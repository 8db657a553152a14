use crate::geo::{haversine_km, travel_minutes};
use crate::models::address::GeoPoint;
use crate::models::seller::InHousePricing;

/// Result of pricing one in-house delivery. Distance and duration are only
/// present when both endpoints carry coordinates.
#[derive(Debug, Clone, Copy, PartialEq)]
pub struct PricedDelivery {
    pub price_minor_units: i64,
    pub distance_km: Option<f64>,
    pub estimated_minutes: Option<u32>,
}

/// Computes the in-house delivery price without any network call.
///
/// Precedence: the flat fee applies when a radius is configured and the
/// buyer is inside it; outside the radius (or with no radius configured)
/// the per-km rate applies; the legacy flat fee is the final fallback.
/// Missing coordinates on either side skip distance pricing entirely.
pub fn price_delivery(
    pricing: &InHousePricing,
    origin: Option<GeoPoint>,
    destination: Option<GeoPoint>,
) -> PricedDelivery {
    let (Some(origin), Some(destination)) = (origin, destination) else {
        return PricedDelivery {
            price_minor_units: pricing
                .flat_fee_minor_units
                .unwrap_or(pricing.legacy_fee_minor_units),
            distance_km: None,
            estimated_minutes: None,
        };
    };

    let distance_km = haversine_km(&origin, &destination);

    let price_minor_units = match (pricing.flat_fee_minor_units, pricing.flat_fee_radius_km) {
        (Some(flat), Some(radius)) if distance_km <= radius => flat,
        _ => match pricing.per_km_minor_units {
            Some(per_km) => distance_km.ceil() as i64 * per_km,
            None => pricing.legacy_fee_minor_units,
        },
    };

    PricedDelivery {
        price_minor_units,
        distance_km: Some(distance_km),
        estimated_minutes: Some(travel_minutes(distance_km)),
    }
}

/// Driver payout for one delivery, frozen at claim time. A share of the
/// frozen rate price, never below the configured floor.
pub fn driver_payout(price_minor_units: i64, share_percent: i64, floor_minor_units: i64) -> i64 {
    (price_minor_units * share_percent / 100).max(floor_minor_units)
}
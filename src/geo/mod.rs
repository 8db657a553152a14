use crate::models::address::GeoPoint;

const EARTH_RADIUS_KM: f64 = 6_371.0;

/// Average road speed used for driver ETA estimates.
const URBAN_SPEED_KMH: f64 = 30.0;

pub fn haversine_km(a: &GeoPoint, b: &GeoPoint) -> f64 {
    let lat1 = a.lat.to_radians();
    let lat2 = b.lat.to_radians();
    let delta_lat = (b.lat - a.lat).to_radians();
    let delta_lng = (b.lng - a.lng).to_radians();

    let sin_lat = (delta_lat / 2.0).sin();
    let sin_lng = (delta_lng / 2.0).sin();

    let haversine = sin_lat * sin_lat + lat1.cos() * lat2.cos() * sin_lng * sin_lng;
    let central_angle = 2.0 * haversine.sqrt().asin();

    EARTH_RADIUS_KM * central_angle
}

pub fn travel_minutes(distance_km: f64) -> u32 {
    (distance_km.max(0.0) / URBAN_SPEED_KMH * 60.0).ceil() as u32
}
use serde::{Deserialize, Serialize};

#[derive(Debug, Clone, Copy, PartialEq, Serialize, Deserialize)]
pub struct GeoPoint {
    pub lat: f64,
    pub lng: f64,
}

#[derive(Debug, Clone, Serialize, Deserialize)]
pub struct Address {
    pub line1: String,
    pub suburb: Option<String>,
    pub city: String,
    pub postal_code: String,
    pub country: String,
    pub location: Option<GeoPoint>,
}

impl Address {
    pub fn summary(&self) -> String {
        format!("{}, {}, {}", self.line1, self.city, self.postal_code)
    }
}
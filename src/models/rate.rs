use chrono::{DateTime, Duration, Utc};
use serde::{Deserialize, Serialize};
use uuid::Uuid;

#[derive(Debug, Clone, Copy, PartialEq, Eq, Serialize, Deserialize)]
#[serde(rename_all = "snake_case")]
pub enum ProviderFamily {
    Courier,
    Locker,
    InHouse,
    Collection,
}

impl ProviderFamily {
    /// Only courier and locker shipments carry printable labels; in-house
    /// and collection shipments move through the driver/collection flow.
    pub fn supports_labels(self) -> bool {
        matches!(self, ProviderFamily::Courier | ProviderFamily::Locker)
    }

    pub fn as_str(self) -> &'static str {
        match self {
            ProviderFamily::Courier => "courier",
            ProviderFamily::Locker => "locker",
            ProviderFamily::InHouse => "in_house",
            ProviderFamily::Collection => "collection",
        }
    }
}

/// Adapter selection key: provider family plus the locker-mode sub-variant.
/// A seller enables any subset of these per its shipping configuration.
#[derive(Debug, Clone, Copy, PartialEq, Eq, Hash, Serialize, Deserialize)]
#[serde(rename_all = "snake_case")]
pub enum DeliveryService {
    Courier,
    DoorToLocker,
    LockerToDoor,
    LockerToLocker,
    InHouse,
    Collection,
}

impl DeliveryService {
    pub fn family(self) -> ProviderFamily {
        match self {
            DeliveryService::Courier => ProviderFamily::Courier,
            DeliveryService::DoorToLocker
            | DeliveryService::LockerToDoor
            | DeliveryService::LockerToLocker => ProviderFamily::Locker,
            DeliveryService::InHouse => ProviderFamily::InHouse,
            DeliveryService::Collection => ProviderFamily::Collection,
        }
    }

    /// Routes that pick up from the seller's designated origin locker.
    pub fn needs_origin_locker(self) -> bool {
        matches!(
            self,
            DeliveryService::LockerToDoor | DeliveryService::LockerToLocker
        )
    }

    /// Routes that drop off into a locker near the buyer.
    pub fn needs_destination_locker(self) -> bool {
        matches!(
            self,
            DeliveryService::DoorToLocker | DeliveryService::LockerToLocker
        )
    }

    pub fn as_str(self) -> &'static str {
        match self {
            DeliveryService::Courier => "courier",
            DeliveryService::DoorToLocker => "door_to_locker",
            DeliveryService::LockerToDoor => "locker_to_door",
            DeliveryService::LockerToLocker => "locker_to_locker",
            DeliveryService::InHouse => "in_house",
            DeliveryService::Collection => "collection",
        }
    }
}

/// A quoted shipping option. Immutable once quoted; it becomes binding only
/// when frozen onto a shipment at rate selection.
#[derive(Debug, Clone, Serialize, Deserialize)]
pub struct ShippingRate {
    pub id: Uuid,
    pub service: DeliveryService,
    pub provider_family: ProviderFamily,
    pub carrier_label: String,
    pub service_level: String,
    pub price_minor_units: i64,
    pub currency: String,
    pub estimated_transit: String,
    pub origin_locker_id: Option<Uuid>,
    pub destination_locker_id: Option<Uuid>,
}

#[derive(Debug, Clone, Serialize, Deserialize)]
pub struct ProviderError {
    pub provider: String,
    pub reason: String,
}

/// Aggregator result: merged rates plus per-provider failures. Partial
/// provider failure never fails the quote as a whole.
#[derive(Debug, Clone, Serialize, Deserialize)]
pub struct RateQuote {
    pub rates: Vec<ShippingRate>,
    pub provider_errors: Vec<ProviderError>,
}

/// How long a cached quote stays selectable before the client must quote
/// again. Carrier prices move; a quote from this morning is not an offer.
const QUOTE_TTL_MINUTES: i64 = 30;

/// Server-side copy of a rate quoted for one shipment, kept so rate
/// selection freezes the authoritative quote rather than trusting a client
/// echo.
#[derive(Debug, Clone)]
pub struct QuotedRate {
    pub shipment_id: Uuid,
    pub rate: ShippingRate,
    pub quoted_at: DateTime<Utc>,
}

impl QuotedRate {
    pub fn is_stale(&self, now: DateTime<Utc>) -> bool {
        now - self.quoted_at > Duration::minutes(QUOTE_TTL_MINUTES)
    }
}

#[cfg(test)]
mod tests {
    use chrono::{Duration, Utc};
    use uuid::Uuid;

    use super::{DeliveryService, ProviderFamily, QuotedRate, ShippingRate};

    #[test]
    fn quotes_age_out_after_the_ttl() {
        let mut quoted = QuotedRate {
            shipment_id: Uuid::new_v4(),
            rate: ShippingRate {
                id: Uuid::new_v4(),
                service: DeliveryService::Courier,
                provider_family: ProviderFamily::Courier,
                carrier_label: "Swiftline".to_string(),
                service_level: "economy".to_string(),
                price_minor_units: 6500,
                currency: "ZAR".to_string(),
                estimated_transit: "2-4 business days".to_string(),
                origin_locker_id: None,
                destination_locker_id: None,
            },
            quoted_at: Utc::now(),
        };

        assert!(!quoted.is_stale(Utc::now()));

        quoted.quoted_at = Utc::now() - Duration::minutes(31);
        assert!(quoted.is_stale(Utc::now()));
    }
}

++++++++++++++++++++

→ TASK DETAILS: Check the listing above for lines containing the string "never", and copy each one.

→ RESPONSE:
/// frozen rate price, never below the configured floor.
/// provider failure never fails the quote as a whole.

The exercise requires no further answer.